The time is the not-so-distant future, when the US's spiraling social freedoms have finally called down a reaction, an Iranian-style repressive "monotheocracy" calling itself the Republic of Gilead—a Bible-thumping, racist, capital-punishing, and misogynistic rule that would do away with pleasure altogether were it not for one thing: that the Gileadan women, pure and true (as opposed to all the nonbelieving women, those who've ever been adulterous or married more than once), are found rarely fertile.

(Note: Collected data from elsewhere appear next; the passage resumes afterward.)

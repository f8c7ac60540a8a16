//! Persistence layer for the governance daemon
//!
//! This crate provides the shared domain models, the [`DatabaseStore`]
//! interface consumed by the coordination kernel, and a SQLite
//! implementation via sqlx.

pub mod error;
pub mod models;
pub mod sqlite;
pub mod store;

pub use error::DbError;
pub use models::*;
pub use sqlite::SqliteDatabase;
pub use store::DatabaseStore;

/// Re-export sqlx types for convenience
pub use sqlx::SqlitePool;
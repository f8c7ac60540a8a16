//! Typed pipeline events

use govern_db::ServiceRegistration;

/// Queue handler registry keys, one per event kind
pub mod kinds {
    pub const REGISTER: &str = "register";
    pub const UNREGISTER: &str = "unregister";
    pub const HEALTH_CHECK: &str = "healthcheck";
    pub const RECONCILE: &str = "reconcile";
}

/// A mutation request travelling through the single-consumer pipeline.
///
/// The first two kinds originate from the HTTP front end; `HealthCheck` and
/// `Reconcile` are produced by the schedulers.
#[derive(Debug, Clone)]
pub enum Event {
    Register(ServiceRegistration),
    Unregister {
        service_name: String,
        pod_name: String,
    },
    HealthCheck {
        service_key: String,
    },
    Reconcile,
}

impl Event {
    /// The handler-registry key for this event
    pub fn kind(&self) -> &'static str {
        match self {
            Event::Register(_) => kinds::REGISTER,
            Event::Unregister { .. } => kinds::UNREGISTER,
            Event::HealthCheck { .. } => kinds::HEALTH_CHECK,
            Event::Reconcile => kinds::RECONCILE,
        }
    }
}
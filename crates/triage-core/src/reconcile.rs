//! Reconciliation: which open items are not on their board yet.

use serde::Serialize;

use crate::item_set::ItemSet;
use crate::model::ItemClass;

/// Items in `fetched` that do not appear in `tracked`.
///
/// Deterministic as a set; the iteration order of the result is not.
pub fn untracked(fetched: &ItemSet, tracked: &ItemSet) -> ItemSet {
    fetched.difference(tracked)
}

/// Fetched, tracked and untracked sets of a single item class.
#[derive(Debug, Clone, Serialize)]
pub struct ClassReconciliation {
    pub class: ItemClass,
    pub fetched: ItemSet,
    pub tracked: ItemSet,
    pub untracked: ItemSet,
}

impl ClassReconciliation {
    /// Reconcile one class. Both sets must be complete: the fetch wave
    /// drained and the board read returned.
    pub fn compute(class: ItemClass, fetched: ItemSet, tracked: ItemSet) -> Self {
        let untracked = untracked(&fetched, &tracked);
        Self {
            class,
            fetched,
            tracked,
            untracked,
        }
    }

    /// Board entries that no longer correspond to a fetched open item
    /// (closed, merged, or from repositories outside the scan).
    pub fn stale_count(&self) -> usize {
        self.tracked.difference(&self.fetched).len()
    }
}
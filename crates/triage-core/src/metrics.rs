//! Global atomic counters for reconciliation runs.
//!
//! Counters are incremented silently at the call site. Call
//! [`Metrics::flush`] to emit current values as a single
//! `tracing::info!` event (at the end of a run).

use std::sync::atomic::{AtomicU64, Ordering};

/// Global metrics singleton.
pub static METRICS: Metrics = Metrics::new();

/// Lightweight atomic counters.
pub struct Metrics {
    repositories_scanned: AtomicU64,
    items_fetched: AtomicU64,
    items_added: AtomicU64,
    write_failures: AtomicU64,
}

impl Default for Metrics {
    fn default() -> Self {
        Self::new()
    }
}

impl Metrics {
    pub const fn new() -> Self {
        Self {
            repositories_scanned: AtomicU64::new(0),
            items_fetched: AtomicU64::new(0),
            items_added: AtomicU64::new(0),
            write_failures: AtomicU64::new(0),
        }
    }

    pub fn inc_repositories_scanned(&self) {
        self.repositories_scanned.fetch_add(1, Ordering::Relaxed);
        tracing::trace!(metric = "repositories_scanned", "counter incremented");
    }

    /// Add `n` to the items-fetched counter.
    pub fn add_items_fetched(&self, n: u64) {
        self.items_fetched.fetch_add(n, Ordering::Relaxed);
        tracing::trace!(metric = "items_fetched", by = n, "counter incremented");
    }

    pub fn inc_items_added(&self) {
        self.items_added.fetch_add(1, Ordering::Relaxed);
        tracing::trace!(metric = "items_added", "counter incremented");
    }

    pub fn inc_write_failures(&self) {
        self.write_failures.fetch_add(1, Ordering::Relaxed);
        tracing::trace!(metric = "write_failures", "counter incremented");
    }

    /// Emit all current counter values as a single `info!` event.
    pub fn flush(&self) {
        tracing::info!(
            metric = "flush",
            repositories_scanned = self.repositories_scanned(),
            items_fetched = self.items_fetched(),
            items_added = self.items_added(),
            write_failures = self.write_failures(),
        );
    }

    pub fn repositories_scanned(&self) -> u64 {
        self.repositories_scanned.load(Ordering::Relaxed)
    }

    pub fn items_fetched(&self) -> u64 {
        self.items_fetched.load(Ordering::Relaxed)
    }

    pub fn items_added(&self) -> u64 {
        self.items_added.load(Ordering::Relaxed)
    }

    pub fn write_failures(&self) -> u64 {
        self.write_failures.load(Ordering::Relaxed)
    }

    /// Reset all counters to zero (useful in tests).
    pub fn reset(&self) {
        self.repositories_scanned.store(0, Ordering::Relaxed);
        self.items_fetched.store(0, Ordering::Relaxed);
        self.items_added.store(0, Ordering::Relaxed);
        self.write_failures.store(0, Ordering::Relaxed);
    }
}
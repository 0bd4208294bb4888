//! Error taxonomy for the reconciliation engine.
//!
//! Read-side kinds (`ListFailure`, `FetchFailure`, `BoardReadFailure`,
//! `DecodeFailure`) abort a run. `WriteFailure` is collected per item and
//! never aborts the write wave.

use crate::model::{ItemClass, RepoId};

/// Errors produced by the reconciliation engine and its collaborators.
#[derive(Debug, thiserror::Error)]
pub enum TriageError {
    #[error("failed to list repositories for {owner}: {detail}")]
    ListFailure { owner: String, detail: String },

    #[error("failed to fetch open {class} for {repo}: {detail}")]
    FetchFailure {
        repo: RepoId,
        class: ItemClass,
        detail: String,
    },

    #[error("failed to read board {board} of {owner}: {detail}")]
    BoardReadFailure {
        owner: String,
        board: String,
        detail: String,
    },

    #[error("failed to add {url} to board {board}: {detail}")]
    WriteFailure {
        board: String,
        url: String,
        detail: String,
    },

    #[error("malformed response from {source_name}: {detail}")]
    DecodeFailure { source_name: String, detail: String },

    #[error("task {label} aborted: {message}")]
    TaskAborted { label: String, message: String },

    #[error("fetch wave failed for {failed} of {total} repositories: {summary}")]
    FetchWaveFailed {
        failed: usize,
        total: usize,
        summary: String,
    },

    #[error("invalid configuration: {0}")]
    InvalidConfig(String),
}

/// Result type for reconciliation operations.
pub type Result<T> = std::result::Result<T, TriageError>;

#[cfg(test)]
mod tests {
    use super::*;

    #[test]
    fn test_fetch_failure_displays_repo_and_class() {
        let err = TriageError::FetchFailure {
            repo: RepoId::new("kubescape", "a"),
            class: ItemClass::Issue,
            detail: "HTTP 502".to_string(),
        };
        let msg = err.to_string();
        assert!(msg.contains("kubescape/a"));
        assert!(msg.contains("issues"));
        assert!(msg.contains("HTTP 502"));
    }

    #[test]
    fn test_write_failure_names_board_and_url() {
        let err = TriageError::WriteFailure {
            board: "4".to_string(),
            url: "https://github.com/kubescape/a/issues/3".to_string(),
            detail: "forbidden".to_string(),
        };
        let msg = err.to_string();
        assert!(msg.contains("4"));
        assert!(msg.contains("https://github.com/kubescape/a/issues/3"));
        assert!(msg.contains("forbidden"));
    }

    #[test]
    fn test_fetch_wave_failed_reports_counts() {
        let err = TriageError::FetchWaveFailed {
            failed: 2,
            total: 10,
            summary: "kubescape/a: boom".to_string(),
        };
        let msg = err.to_string();
        assert!(msg.contains("2 of 10"));
        assert!(msg.contains("kubescape/a"));
    }
}
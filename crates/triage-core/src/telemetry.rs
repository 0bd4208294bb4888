//! Tracing initialisation for the triage-sync binary.
//!
//! Call [`init_tracing`] once at program start. Later calls are ignored
//! because the global subscriber can only be set once per process.

use tracing::Level;
use tracing_subscriber::layer::SubscriberExt;
use tracing_subscriber::util::SubscriberInitExt;
use tracing_subscriber::{fmt, EnvFilter};

/// Initialise the global tracing subscriber.
///
/// * `json`: emit newline-delimited JSON log lines.
/// * `level`: default verbosity when `RUST_LOG` is not set.
///
/// Logs go to stderr so stdout stays reserved for the run report.
pub fn init_tracing(json: bool, level: Level) {
    let env_filter =
        EnvFilter::try_from_default_env().unwrap_or_else(|_| EnvFilter::new(level.as_str()));

    if json {
        tracing_subscriber::registry()
            .with(env_filter)
            .with(
                fmt::layer()
                    .with_target(false)
                    .with_writer(std::io::stderr)
                    .json(),
            )
            .try_init()
            .ok();
    } else {
        tracing_subscriber::registry()
            .with(env_filter)
            .with(fmt::layer().with_target(false).with_writer(std::io::stderr))
            .try_init()
            .ok();
    }
}

#[cfg(test)]
mod tests {
    use super::*;

    #[test]
    fn test_init_twice_is_harmless() {
        init_tracing(false, Level::INFO);
        init_tracing(true, Level::DEBUG);
    }
}
//! Collaborator traits the reconciler consumes.
//!
//! These traits define the external operations of a run:
//! - `RepositoryEnumerator`: which repositories to scan
//! - `ItemFetcher`: open issue / pull request URLs of one repository
//! - `BoardReader`: URLs already linked from a board
//! - `BoardWriter`: link one URL to a board
//!
//! All traits are async and backend-agnostic. The `triage-github` crate
//! implements them against GitHub; in-memory fakes live in [`crate::fakes`].

use async_trait::async_trait;

use crate::error::Result;
use crate::item_set::ItemSet;
use crate::model::{BoardHandle, ItemRef, RepoId};

/// Lists the repositories owned by an account.
#[async_trait]
pub trait RepositoryEnumerator: Send + Sync {
    /// Up to `limit` public, non-archived repositories of `owner`, in the
    /// order the backend returns them. Fails with `ListFailure`.
    async fn list_repositories(&self, owner: &str, limit: usize) -> Result<Vec<RepoId>>;
}

/// Lists open items of one repository.
#[async_trait]
pub trait ItemFetcher: Send + Sync {
    /// URLs of up to `limit` most recent open issues.
    ///
    /// A repository with issues disabled yields `Ok(vec![])`. Any other
    /// failure is `FetchFailure`.
    async fn fetch_issues(&self, repo: &RepoId, limit: usize) -> Result<Vec<ItemRef>>;

    /// URLs of up to `limit` most recent open pull requests.
    async fn fetch_pulls(&self, repo: &RepoId, limit: usize) -> Result<Vec<ItemRef>>;
}

/// Reads the items linked from a board.
#[async_trait]
pub trait BoardReader: Send + Sync {
    /// URLs of the linked content of up to `limit` board entries. Entries
    /// with no linked issue or pull request (drafts) are skipped.
    async fn list_board_items(
        &self,
        owner: &str,
        board: &BoardHandle,
        limit: usize,
    ) -> Result<ItemSet>;
}

/// Adds items to a board.
///
/// Not idempotent: adding the same URL twice may create two entries.
#[async_trait]
pub trait BoardWriter: Send + Sync {
    async fn add_item(&self, owner: &str, board: &BoardHandle, url: &ItemRef) -> Result<()>;
}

Thus are drafted a whole class of "handmaids," whose function is to bear the children of the elite, to be fecund or else (else being certain death, sent out to be toxic-waste removers on outlying islands). The narrative frame for Atwood's dystopian vision is the hopeless private testimony of one of these surrogate mothers, Offred ("of" plus the name of her male protector). Lying cradled by the body of the barren wife, being meanwhile serviced by the husband, Offred's "ceremony" must be successful—if she does not want to join the ranks of the other disappeared (which include her mother, her husband—dead—and small daughter, all taken away during the years of revolt). One Of her only human conduits is a gradually developing affair with her master's chauffeur—something that's balanced more than offset, though, by the master's hypocritically un-Puritan use of her as a kind of B-girl at private parties held by the ruling men in a spirit of nostalgia and lust. This latter relationship, edging into real need (the master's), is very effectively done; it highlights the handmaid's (read Everywoman's) eternal exploitation, profane or sacred ("We are two-legged wombs, that's all: sacred vessels, ambulatory chalices"). Atwood, to her credit, creates a chillingly specific, imaginable night-mare. The book is short on characterization—this is Atwood, never a warm writer, at her steeliest—and long on cynicism—it's got none of the human credibility of a work such as Walker Percy's Love In The Ruins. But the scariness is visceral, a world that's like a dangerous and even fatal grid, an electrified fence.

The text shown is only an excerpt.